There seem to be a lot of misconceptions about soil, what makes good soil, and why urban soil is so different than rural soil. First, it’s important to understand the components of soil and how healthy soil differs from soil in the built environment. Second, we need to know what an impervious surface is and how it differs from pervious surfaces. Third, we can now make the connections to urban environments and the importance of public transportation.
Healthy Soil
What does healthy soil look like? Healthy soil is full of microbial action and drainage. Healthy soil has bugs and worms that tunnel through allowing plants to breath underground and giving water a place to go. Healthy soil with healthy vegetation soaks up water from rain or other water events and draws it down first into their root systems and then further filters water down to the water table, eventually replenishing ground water supplies.
Impervious Surfaces and Why They Are Bad
Impervious surfaces prevent water from adequately soaking into the ground. Impervious surfaces can be compacted soil (urban soil), pavement, asphalt, housing with standard roofs, or even grass. Anything that prevents water from properly filtering into the soil to nourish plants and animals that live below the ground is an impervious surface.
“A raindrop is like a miniature water bomb: it hits the ground at 20 miles per hour. When raindrops hit bare soil, water can splash soil up to 6 feet away, carry particles away, and drop sediment into drainageways. Wind also dislodges, moves, and transports soil particles. We need that topsoil; it nourishes our food and allows us to live, but it can take almost 1,000 years to be created (Oregon Association of Conservation Districts 2007). In Portland specifically, composted soil can be made in a week (Plantea 1998).” [As quoted in The Tolman Guide to Green Living in Portland, first page Soil Section.]

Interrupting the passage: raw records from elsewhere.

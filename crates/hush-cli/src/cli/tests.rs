#[cfg(test)]
mod tests {
    use crate::cli::Cli;
    use clap::{CommandFactory, Parser};
    use std::path::PathBuf;

    #[test]
    fn test_cli_definition_is_valid() {
        Cli::command().debug_assert();
    }

    #[test]
    fn test_defaults() {
        let cli = Cli::try_parse_from(["hush"]).unwrap();
        assert_eq!(cli.project, None);
        assert_eq!(cli.compiler, None);
        assert!(!cli.watch);
        assert!(!cli.verbose);
        assert!(!cli.quiet);
        assert!(cli.unknown.is_empty());
        assert_eq!(cli.unknown_warning(), None);
    }

    #[test]
    fn test_short_flags() {
        let cli = Cli::try_parse_from(["hush", "-p", "app/tsconfig.json", "-c", "oxc", "-w"])
            .unwrap();
        assert_eq!(cli.project, Some(PathBuf::from("app/tsconfig.json")));
        assert_eq!(cli.compiler.as_deref(), Some("oxc"));
        assert!(cli.watch);
    }

    #[test]
    fn test_long_flags() {
        let cli = Cli::try_parse_from([
            "hush",
            "--project",
            "tsconfig.build.json",
            "--compiler",
            "tsc",
            "--watch",
            "--no-color",
        ])
        .unwrap();
        assert_eq!(cli.project, Some(PathBuf::from("tsconfig.build.json")));
        assert_eq!(cli.compiler.as_deref(), Some("tsc"));
        assert!(cli.watch);
        assert!(cli.no_color);
    }

    #[test]
    fn test_verbose_conflicts_with_quiet() {
        assert!(Cli::try_parse_from(["hush", "-v", "-q"]).is_err());
    }

    #[test]
    fn test_stray_arguments_become_warning() {
        let cli = Cli::try_parse_from(["hush", "src", "extra"]).unwrap();
        assert_eq!(cli.unknown, vec!["src".to_string(), "extra".to_string()]);
        assert_eq!(
            cli.unknown_warning().as_deref(),
            Some("Unknown CLI options received: src, extra")
        );
    }
}
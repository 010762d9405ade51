use crate::config::{Compiler, HushConfig, RewriteSettings};
use crate::error::{ConfigError, Result};
use indexmap::IndexSet;

impl HushConfig {
    /// Validate configuration before anything is compiled.
    ///
    /// An unknown compiler is a [`crate::error::CliError::CompilerNotFound`];
    /// everything else is a [`ConfigError::InvalidValue`]. Alias patterns are
    /// compiled later and fail as [`hush_core::Error::InvalidAlias`].
    pub fn validate(&self) -> Result<()> {
        self.compiler()?;
        self.rewrite.validate()
    }

    /// The requested compiler frontend.
    pub fn compiler(&self) -> Result<Compiler> {
        self.compiler.parse()
    }
}

impl RewriteSettings {
    pub fn validate(&self) -> Result<()> {
        if let Some(project) = &self.project {
            if project.trim().is_empty() {
                return Err(ConfigError::InvalidValue {
                    field: "rewrite.project".to_string(),
                    value: format!("{project:?}"),
                    hint: "Use a non-empty prefix such as \"@lib\"".to_string(),
                }
                .into());
            }
        }

        if let Some(base_url) = &self.base_url {
            if base_url.as_os_str().is_empty() {
                return Err(ConfigError::InvalidValue {
                    field: "rewrite.base_url".to_string(),
                    value: "\"\"".to_string(),
                    hint: "Remove the key to use compilerOptions.baseUrl".to_string(),
                }
                .into());
            }
        }

        let mut seen = IndexSet::new();
        for entry in &self.alias {
            if entry.pattern.is_empty() {
                return Err(ConfigError::InvalidValue {
                    field: "rewrite.alias.pattern".to_string(),
                    value: "\"\"".to_string(),
                    hint: "Alias patterns must match something, e.g. \"^@app/\"".to_string(),
                }
                .into());
            }
            if !seen.insert(entry.pattern.as_str()) {
                return Err(ConfigError::InvalidValue {
                    field: "rewrite.alias.pattern".to_string(),
                    value: entry.pattern.clone(),
                    hint: "Each alias pattern may appear only once; the first match always wins"
                        .to_string(),
                }
                .into());
            }
        }

        Ok(())
    }
}
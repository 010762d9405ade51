//! Watch mode.
//!
//! Owns the [`WatchSession`] and the [`WatchProgram`] in one loop: file
//! changes arrive on a channel, are drained into a single batch and trigger
//! one compilation cycle. Ctrl+C stops the loop.

use crate::config::HushConfig;
use crate::error::Result;
use crate::ui;
use crate::watcher::{FileWatcher, WatchFilter};
use console::Term;
use hush_core::frontend::{CycleTrigger, WatchProgram};
use hush_core::{DiagnosticAggregator, FormatOptions, WatchHooks, WatchSession};
use std::path::PathBuf;
use tokio::signal;

const DEBOUNCE_MS: u64 = 100;

/// Clears the terminal before every cycle.
pub struct ClearScreenHooks {
    term: Term,
}

impl ClearScreenHooks {
    pub fn new() -> Self {
        Self {
            term: Term::stdout(),
        }
    }
}

impl Default for ClearScreenHooks {
    fn default() -> Self {
        Self::new()
    }
}

impl WatchHooks for ClearScreenHooks {
    fn on_cycle_start(&mut self) {
        if !self.term.is_term() {
            return;
        }
        if let Err(err) = self.term.clear_screen() {
            tracing::debug!("failed to clear screen: {err}");
        }
    }
}

/// Execute watch mode.
///
/// # Process Flow
///
/// 1. Load the project and build the rewrite pass
/// 2. Start the file watcher (output and dependency folders ignored)
/// 3. Run the initial cycle
/// 4. Recompile on each batch of changes until Ctrl+C
pub async fn execute(config: HushConfig, color: bool) -> Result<()> {
    let (project, pass) = super::prepare(&config)?;

    let aggregator = DiagnosticAggregator::stdout(FormatOptions::new(color));

    let mut filter = WatchFilter::new(project.root.clone());
    if let Some(out_dir) = &project.options.out_dir {
        filter = filter.ignore_dir(out_dir);
    }
    let (watcher, mut changes) = FileWatcher::new(filter, DEBOUNCE_MS)?;
    tracing::debug!(root = %watcher.root().display(), "watching for changes");

    let program = WatchProgram::new(&config.project).with_pass(pass);
    let mut session = WatchSession::new(aggregator).with_hooks(ClearScreenHooks::new());

    program.run_cycle(&CycleTrigger::Initial, &mut session);

    loop {
        tokio::select! {
            Some(change) = changes.recv() => {
                let mut changed = vec![change.into_path()];
                while let Ok(more) = changes.try_recv() {
                    changed.push(more.into_path());
                }
                program.run_cycle(&CycleTrigger::FilesChanged(dedup(changed)), &mut session);
            }

            _ = signal::ctrl_c() => {
                break;
            }
        }
    }

    ui::success("Stopped watching");
    Ok(())
}

fn dedup(mut paths: Vec<PathBuf>) -> Vec<PathBuf> {
    paths.sort();
    paths.dedup();
    paths
}
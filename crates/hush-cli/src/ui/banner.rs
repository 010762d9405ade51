//! Startup banner and runtime information.

use std::path::Path;

use owo_colors::{OwoColorize, Stream};

use crate::config::Compiler;

/// Lines printed before the first compilation.
pub fn banner_lines(compiler: Compiler, project: &Path) -> Vec<String> {
    vec![
        format!("hush v{}", env!("CARGO_PKG_VERSION")),
        format!("Using {compiler} frontend"),
        format!("compiler: {compiler}"),
        format!("project: {}", project.display()),
    ]
}

/// Print the banner to stderr.
pub fn print_banner(compiler: Compiler, project: &Path) {
    let mut lines = banner_lines(compiler, project).into_iter();
    if let Some(title) = lines.next() {
        eprintln!("{}", title.if_supports_color(Stream::Stderr, |t| t.bold()));
    }
    for line in lines {
        super::info(&line);
    }
}
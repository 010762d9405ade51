//! Hush CLI entry point.
//!
//! Parses arguments, initializes logging and colors, resolves configuration
//! and dispatches to one-shot or watch compilation.

use clap::Parser;
use hush_cli::{cli, commands, config::HushConfig, error, logger, ui};
use miette::Result;

#[tokio::main]
async fn main() -> Result<()> {
    let args = cli::Cli::parse();

    logger::init_logger(args.verbose, args.quiet, args.no_color);
    let color = ui::init_colors(args.no_color);

    if let Some(warning) = args.unknown_warning() {
        ui::warning(&warning);
    }

    let result = match HushConfig::load(&args) {
        Ok(config) if config.watch => commands::watch_execute(config, color).await,
        Ok(config) => commands::build_execute(config, color),
        Err(err) => Err(err),
    };

    // Convert CLI errors to miette diagnostics for error reporting
    result.map_err(error::cli_error_to_miette)
}
//! Parser façade over `oxc_parser`.

use std::path::Path;

use oxc_allocator::Allocator;
use oxc_ast::ast::Program;
use oxc_parser::Parser;
use oxc_span::SourceType;

use crate::diagnostics::{DiagnosticRecord, codes};

/// A parsed module and its syntax diagnostics.
pub struct ParsedModule<'a> {
    pub program: Program<'a>,
    pub source_type: SourceType,
    pub diagnostics: Vec<DiagnosticRecord>,
    /// The parser gave up; `program` is empty
    pub panicked: bool,
}

/// Detect the source type from the file extension, defaulting to an ES module.
pub fn source_type_for(path: &Path) -> SourceType {
    SourceType::from_path(path).unwrap_or(SourceType::mjs())
}

/// Parse `source_text`. Syntax errors are returned as diagnostics, never as `Err`.
pub fn parse<'a>(allocator: &'a Allocator, path: &Path, source_text: &'a str) -> ParsedModule<'a> {
    let source_type = source_type_for(path);
    let ret = Parser::new(allocator, source_text, source_type).parse();

    let diagnostics = ret
        .errors
        .iter()
        .map(|err| DiagnosticRecord::error(codes::SYNTAX, err.to_string()).with_file(path))
        .collect();

    ParsedModule {
        program: ret.program,
        source_type,
        diagnostics,
        panicked: ret.panicked,
    }
}
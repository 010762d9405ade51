//! Configuration system for hush with multi-source loading.
//!
//! Merges settings from CLI args, environment variables and `hush.toml`.
//! Priority: CLI > Environment > File > Defaults

mod conversions;
mod defaults;
mod loading;
mod types;
mod validation;

use serde::{Deserialize, Serialize};
use std::path::PathBuf;

pub use defaults::*;
pub use loading::CONFIG_FILE_NAME;
pub use types::*;

/// Hush configuration - loaded from hush.toml, `HUSH_*` variables or CLI args.
#[derive(Debug, Clone, PartialEq, Eq, Serialize, Deserialize)]
pub struct HushConfig {
    /// Path to the project's tsconfig.json
    #[serde(default = "default_project")]
    pub project: PathBuf,

    /// Compiler frontend name
    #[serde(default = "default_compiler")]
    pub compiler: String,

    /// Recompile on file changes
    #[serde(default)]
    pub watch: bool,

    /// Module specifier rewriting
    #[serde(default)]
    pub rewrite: RewriteSettings,
}

/// The `[rewrite]` table.
#[derive(Debug, Clone, Default, PartialEq, Eq, Serialize, Deserialize)]
#[serde(deny_unknown_fields)]
pub struct RewriteSettings {
    /// Directory relative specifiers are re-rooted from. Relative paths are
    /// resolved against the tsconfig directory. Defaults to
    /// `compilerOptions.baseUrl`.
    #[serde(default, skip_serializing_if = "Option::is_none")]
    pub base_url: Option<PathBuf>,

    /// Prefix substituted for `base_url` (e.g. `@lib`)
    #[serde(default, skip_serializing_if = "Option::is_none")]
    pub project: Option<String>,

    /// Alias rules, tried in order; the first match wins
    #[serde(default, skip_serializing_if = "Vec::is_empty")]
    pub alias: Vec<AliasEntry>,
}
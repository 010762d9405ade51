use std::fmt;
use std::path::{Path, PathBuf};

use serde::{Deserialize, Serialize};

/// Diagnostic codes produced by the oxc frontend and the watch driver.
pub mod codes {
    /// Source could not be parsed
    pub const SYNTAX: u32 = 1000;
    /// Parsed source violates a semantic rule (redeclaration, bad `await`, ...)
    pub const SEMANTIC: u32 = 2000;
    /// Declaration emit needs an explicit type annotation
    pub const DECLARATION: u32 = 9007;
    /// Project configuration file could not be read or parsed
    pub const CONFIG: u32 = 5083;
    /// An input file could not be read
    pub const FILE_NOT_FOUND: u32 = 6053;
    /// Output file could not be written
    pub const EMIT: u32 = 5033;
    /// A module specifier could not be rewritten
    pub const REWRITE: u32 = 6059;
    /// The project configuration matched no input files
    pub const NO_INPUTS: u32 = 18003;
    /// Watch status: initial compilation started
    pub const WATCH_STARTING: u32 = 6031;
    /// Watch status: a change was detected and a new compilation started
    pub const WATCH_FILE_CHANGE: u32 = 6032;
    /// Watch status: compilation finished, watching for changes
    pub const WATCH_DONE: u32 = 6194;
}

#[derive(Debug, Clone, Copy, PartialEq, Eq, Hash, Serialize, Deserialize)]
#[serde(rename_all = "lowercase")]
pub enum DiagnosticCategory {
    Error,
    Warning,
    Suggestion,
    Message,
}

impl DiagnosticCategory {
    pub fn as_str(self) -> &'static str {
        match self {
            Self::Error => "error",
            Self::Warning => "warning",
            Self::Suggestion => "suggestion",
            Self::Message => "message",
        }
    }
}

impl fmt::Display for DiagnosticCategory {
    fn fmt(&self, f: &mut fmt::Formatter<'_>) -> fmt::Result {
        f.write_str(self.as_str())
    }
}

/// 1-based line and column
#[derive(Debug, Clone, Copy, PartialEq, Eq, Hash, Serialize, Deserialize)]
pub struct Position {
    pub line: u32,
    pub column: u32,
}

impl Position {
    /// Convert a byte offset in `source_text` to a line and column.
    pub fn from_offset(source_text: &str, offset: u32) -> Self {
        let offset = (offset as usize).min(source_text.len());
        let before = source_text.get(..offset).unwrap_or(source_text);
        let line = before.matches('\n').count() + 1;
        let line_start = before.rfind('\n').map_or(0, |idx| idx + 1);
        let column = before[line_start..].chars().count() + 1;
        Self {
            line: u32::try_from(line).unwrap_or(u32::MAX),
            column: u32::try_from(column).unwrap_or(u32::MAX),
        }
    }
}

/// One diagnostic as reported by the frontend.
#[derive(Debug, Clone, PartialEq, Eq, Serialize, Deserialize)]
pub struct DiagnosticRecord {
    pub category: DiagnosticCategory,
    pub code: u32,
    pub message: String,
    #[serde(default, skip_serializing_if = "Option::is_none")]
    pub file: Option<PathBuf>,
    #[serde(default, skip_serializing_if = "Option::is_none")]
    pub position: Option<Position>,
}

impl DiagnosticRecord {
    pub fn new(category: DiagnosticCategory, code: u32, message: impl Into<String>) -> Self {
        Self {
            category,
            code,
            message: message.into(),
            file: None,
            position: None,
        }
    }

    pub fn error(code: u32, message: impl Into<String>) -> Self {
        Self::new(DiagnosticCategory::Error, code, message)
    }

    pub fn warning(code: u32, message: impl Into<String>) -> Self {
        Self::new(DiagnosticCategory::Warning, code, message)
    }

    pub fn message(code: u32, message: impl Into<String>) -> Self {
        Self::new(DiagnosticCategory::Message, code, message)
    }

    pub fn with_file(mut self, file: impl AsRef<Path>) -> Self {
        self.file = Some(file.as_ref().to_path_buf());
        self
    }

    pub fn with_position(mut self, line: u32, column: u32) -> Self {
        self.position = Some(Position { line, column });
        self
    }

    /// Locate the diagnostic at a byte offset of `source_text`.
    pub fn at_offset(mut self, source_text: &str, offset: u32) -> Self {
        self.position = Some(Position::from_offset(source_text, offset));
        self
    }

    pub fn is_error(&self) -> bool {
        self.category == DiagnosticCategory::Error
    }
}
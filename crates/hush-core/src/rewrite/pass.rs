use super::context::RewriteContext;
use super::visitor::{SourceUnit, TransformedUnit, transform};
use crate::error::{Result, TransformError};
use crate::frontend::EmitPass;

/// Emit pass that rewrites module specifiers before code generation.
#[derive(Debug, Clone)]
pub struct RewritePass {
    context: RewriteContext,
}

impl RewritePass {
    /// Validate `context` and wrap it as a pass.
    pub fn new(context: RewriteContext) -> Result<Self> {
        context.validate()?;
        Ok(Self { context })
    }

    pub fn context(&self) -> &RewriteContext {
        &self.context
    }
}

impl EmitPass for RewritePass {
    fn name(&self) -> &'static str {
        "rewrite-specifiers"
    }

    fn run<'s>(
        &self,
        unit: &SourceUnit<'s, '_, '_>,
    ) -> std::result::Result<TransformedUnit<'s>, TransformError> {
        transform(unit, &self.context)
    }
}
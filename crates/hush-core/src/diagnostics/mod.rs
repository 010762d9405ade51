//! Diagnostic records, rendering and the non-fatal aggregator.

mod aggregator;
mod format;
mod record;

pub use aggregator::{DiagnosticAggregator, Diagnostics};
pub use format::{FormatOptions, format_diagnostic};
pub use record::{DiagnosticCategory, DiagnosticRecord, Position, codes};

Additionally, living in places with a lot of impervious surfaces makes that place more vulnerable to floods. When watersheds are prevented from doing their job, managing water naturally, floods are a bigger risk. The water from water events still needs to find someplace to go, and with impervious surfaces that place is usually a parking lot, which leads to the street and sidewalk, or even your basement.
Linking It Back to Place
I live in an urban environment, so it’s important for me to be aware of how my actions affect the environment around me. Likewise, when we learn how we can live in our urban environment full of compacted soil and impervious surfaces, we have more knowledge to make better choices. If, for example, we rely on public transit more than our personal cars, we lessen demand on the roads. Each bus here in Portland helps keep about 256 cars off the road. Imagine 1 bus for every 250 cars and think of how much less air pollution and ground pollution we would have if we improved that ratio. Now, consider what would happen when we plant with native plants in our yards, we use natural methods to help water go where it needs to go – in the ground, further reducing risk of flood and improving the environment in which we live.
I hope this basic run-through of why healthy soil is important helps with our general understanding of how place has a direct affect on our local ecology. Please email me with questions, further reading, or any thing else!
I am unclear how the quote about rain splash erosion is relevant to impervious surfaces…through one set of lenses, impervious surfaces could prevent rain splash erosion. For example, trees and grasses prevent rain splash erosion and top soil loss.
Thanks Beth for always keeping me in check and on my toes.
I've been consistently briefed to treat grass as an impervious surface without good explanations as too why. The best thing I can do now is to think about how it works when watering my plants. The mulched areas absorb water nicely, whereas grass allows the water to pool much like hard-caked mud or concrete.
Impervious surfaces like concrete especially do not prevent erosion, they enhance it by not allowing the water to properly filter like trees do, holding the water in place and strengthening root systems.
For a better answer, we both have to wait for the 2 books I just put on hold from Multnomah County & PSU.
I like the idea of “fertile soil” as opposed to “healthy soil”. I think that by saying “healthy soil” we are anthropomorphizing an Earth substrate. However, soils can be fertile or not fertile.